An inexpensive mechanism for programming multiple variable-interval schedules of reinforcement.
A $50 relay box can run any VI schedule you need, just like the gear used in classic matching studies.
01Research in Context
What this study did
Dukhayyil et al. (1973) drew a wiring diagram for a cheap VI schedule box.
They used simple relays, a timer, and a pulse counter. No computers. No pricey lab gear.
The note tells you how to build it, not what it proves.
What they found
No data, no graphs. The paper is a recipe, not a result.
It shows the parts list and wiring so any lab can copy it.
How this fits with other research
Renne et al. (1976) later used a VI box like this with college students. Button pressing rose when money came faster. The cheap relay design made the study possible.
Locurto et al. (1976) ran concurrent VI schedules with pigeons. Birds under-matched grain rates. Their rig likely copied the 1973 relay plan.

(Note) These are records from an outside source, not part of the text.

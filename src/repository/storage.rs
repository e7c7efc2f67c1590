use parking_lot::Mutex;
use std::collections::HashMap;
use std::path::{Path, PathBuf};
use tokio::sync::broadcast;
use tracing::debug;
use uuid::Uuid;

use crate::error::StorageError;

const CHANGE_FEED_CAPACITY: usize = 256;

/// A change committed to a storage backend, tagged with the store instance
/// that made it so that instance can ignore its own echo.
#[derive(Debug, Clone, PartialEq)]
pub struct StorageEvent {
    pub key: String,
    /// `None` when the entry was removed.
    pub value: Option<String>,
    pub writer: Uuid,
}

/// Synchronous string key-value storage on the device.
///
/// Several mirror stores may share one backend, standing in for several
/// windows over the same on-device storage; `changes` lets each of them see
/// what the others wrote.
pub trait StorageBackend: Send + Sync {
    fn get(&self, key: &str) -> Result<Option<String>, StorageError>;

    fn set(&self, key: &str, value: &str, writer: Uuid) -> Result<(), StorageError>;

    fn remove(&self, key: &str, writer: Uuid) -> Result<(), StorageError>;

    fn changes(&self) -> broadcast::Receiver<StorageEvent>;
}

/// Process-memory storage with an optional byte quota.
pub struct MemoryStorage {
    entries: Mutex<HashMap<String, String>>,
    quota_bytes: Option<usize>,
    feed: broadcast::Sender<StorageEvent>,
}

impl MemoryStorage {
    pub fn new() -> Self {
        Self::with_quota(None)
    }

    pub fn with_quota(quota_bytes: Option<usize>) -> Self {
        let (feed, _) = broadcast::channel(CHANGE_FEED_CAPACITY);
        Self {
            entries: Mutex::new(HashMap::new()),
            quota_bytes,
            feed,
        }
    }

    pub fn len(&self) -> usize {
        self.entries.lock().len()
    }

    pub fn is_empty(&self) -> bool {
        self.entries.lock().is_empty()
    }

    /// Writes a raw entry without going through a mirror store, the way a
    /// corrupted or foreign entry would appear.
    pub fn insert_raw(&self, key: &str, value: &str) {
        self.entries.lock().insert(key.to_string(), value.to_string());
    }
}

impl Default for MemoryStorage {
    fn default() -> Self {
        Self::new()
    }
}

impl StorageBackend for MemoryStorage {
    fn get(&self, key: &str) -> Result<Option<String>, StorageError> {
        Ok(self.entries.lock().get(key).cloned())
    }

    fn set(&self, key: &str, value: &str, writer: Uuid) -> Result<(), StorageError> {
        {
            let mut entries = self.entries.lock();
            if let Some(limit) = self.quota_bytes {
                let others: usize = entries
                    .iter()
                    .filter(|(k, _)| k.as_str() != key)
                    .map(|(k, v)| k.len() + v.len())
                    .sum();
                let requested = others + key.len() + value.len();
                if requested > limit {
                    return Err(StorageError::QuotaExceeded { limit, requested });
                }
            }
            entries.insert(key.to_string(), value.to_string());
        }

        // No receivers is fine.
        let _ = self.feed.send(StorageEvent {
            key: key.to_string(),
            value: Some(value.to_string()),
            writer,
        });
        Ok(())
    }

    fn remove(&self, key: &str, writer: Uuid) -> Result<(), StorageError> {
        let removed = self.entries.lock().remove(key).is_some();
        if removed {
            let _ = self.feed.send(StorageEvent {
                key: key.to_string(),
                value: None,
                writer,
            });
        }
        Ok(())
    }

    fn changes(&self) -> broadcast::Receiver<StorageEvent> {
        self.feed.subscribe()
    }
}

/// One JSON file per key inside a directory.
///
/// Change notifications only reach stores in this process that share the
/// same `FileStorage` value.
pub struct FileStorage {
    dir: PathBuf,
    feed: broadcast::Sender<StorageEvent>,
}

impl FileStorage {
    pub fn open(dir: impl Into<PathBuf>) -> Result<Self, StorageError> {
        let dir = dir.into();
        std::fs::create_dir_all(&dir).map_err(|source| StorageError::Io {
            key: dir.display().to_string(),
            source,
        })?;
        let (feed, _) = broadcast::channel(CHANGE_FEED_CAPACITY);
        Ok(Self { dir, feed })
    }

    pub fn dir(&self) -> &Path {
        &self.dir
    }

    fn file_for(&self, key: &str) -> PathBuf {
        self.dir.join(format!("{}.json", encode_file_name(key)))
    }
}

/// Keeps file names portable: anything outside `[A-Za-z0-9_.-]` is
/// percent-encoded.
fn encode_file_name(key: &str) -> String {
    let mut out = String::with_capacity(key.len());
    for byte in key.bytes() {
        match byte {
            b'A'..=b'Z' | b'a'..=b'z' | b'0'..=b'9' | b'_' | b'-' | b'.' => out.push(byte as char),
            other => out.push_str(&format!("%{:02X}", other)),
        }
    }
    out
}

impl StorageBackend for FileStorage {
    fn get(&self, key: &str) -> Result<Option<String>, StorageError> {
        match std::fs::read_to_string(self.file_for(key)) {
            Ok(content) => Ok(Some(content)),
            Err(e) if e.kind() == std::io::ErrorKind::NotFound => Ok(None),
            Err(source) => Err(StorageError::Io {
                key: key.to_string(),
                source,
            }),
        }
    }

    fn set(&self, key: &str, value: &str, writer: Uuid) -> Result<(), StorageError> {
        let path = self.file_for(key);
        let tmp = path.with_extension("json.tmp");
        std::fs::write(&tmp, value)
            .and_then(|_| std::fs::rename(&tmp, &path))
            .map_err(|source| StorageError::Io {
                key: key.to_string(),
                source,
            })?;
        debug!(key = %key, path = %path.display(), "Stored local entry");

        let _ = self.feed.send(StorageEvent {
            key: key.to_string(),
            value: Some(value.to_string()),
            writer,
        });
        Ok(())
    }

    fn remove(&self, key: &str, writer: Uuid) -> Result<(), StorageError> {
        match std::fs::remove_file(self.file_for(key)) {
            Ok(()) => {
                let _ = self.feed.send(StorageEvent {
                    key: key.to_string(),
                    value: None,
                    writer,
                });
                Ok(())
            }
            Err(e) if e.kind() == std::io::ErrorKind::NotFound => Ok(()),
            Err(source) => Err(StorageError::Io {
                key: key.to_string(),
                source,
            }),
        }
    }

    fn changes(&self) -> broadcast::Receiver<StorageEvent> {
        self.feed.subscribe()
    }
}

/// Storage that the runtime environment has switched off.
pub struct DisabledStorage {
    feed: broadcast::Sender<StorageEvent>,
}

impl DisabledStorage {
    pub fn new() -> Self {
        let (feed, _) = broadcast::channel(1);
        Self { feed }
    }

    fn unavailable() -> StorageError {
        StorageError::Unavailable {
            reason: "storage disabled".to_string(),
        }
    }
}

impl Default for DisabledStorage {
    fn default() -> Self {
        Self::new()
    }
}

impl StorageBackend for DisabledStorage {
    fn get(&self, _key: &str) -> Result<Option<String>, StorageError> {
        Err(Self::unavailable())
    }

    fn set(&self, _key: &str, _value: &str, _writer: Uuid) -> Result<(), StorageError> {
        Err(Self::unavailable())
    }

    fn remove(&self, _key: &str, _writer: Uuid) -> Result<(), StorageError> {
        Err(Self::unavailable())
    }

    fn changes(&self) -> broadcast::Receiver<StorageEvent> {
        self.feed.subscribe()
    }
}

Smith et al. (1975) tried the same setup and saw messy matching. Again, the low-cost programmer gave them tight control.
Across these follow-ups, the same simple box keeps showing up. It quietly powers decades of matching-law work.
Why it matters
If you run VI sessions in your lab, you can skip the $5,000 software suite. Build this $50 relay box instead. It still times reinforcers as well as modern code. Use it for concurrent schedules, change-over delays, or shock timing. Your budget stays intact and your data stay clean.
Want CEUs on This Topic?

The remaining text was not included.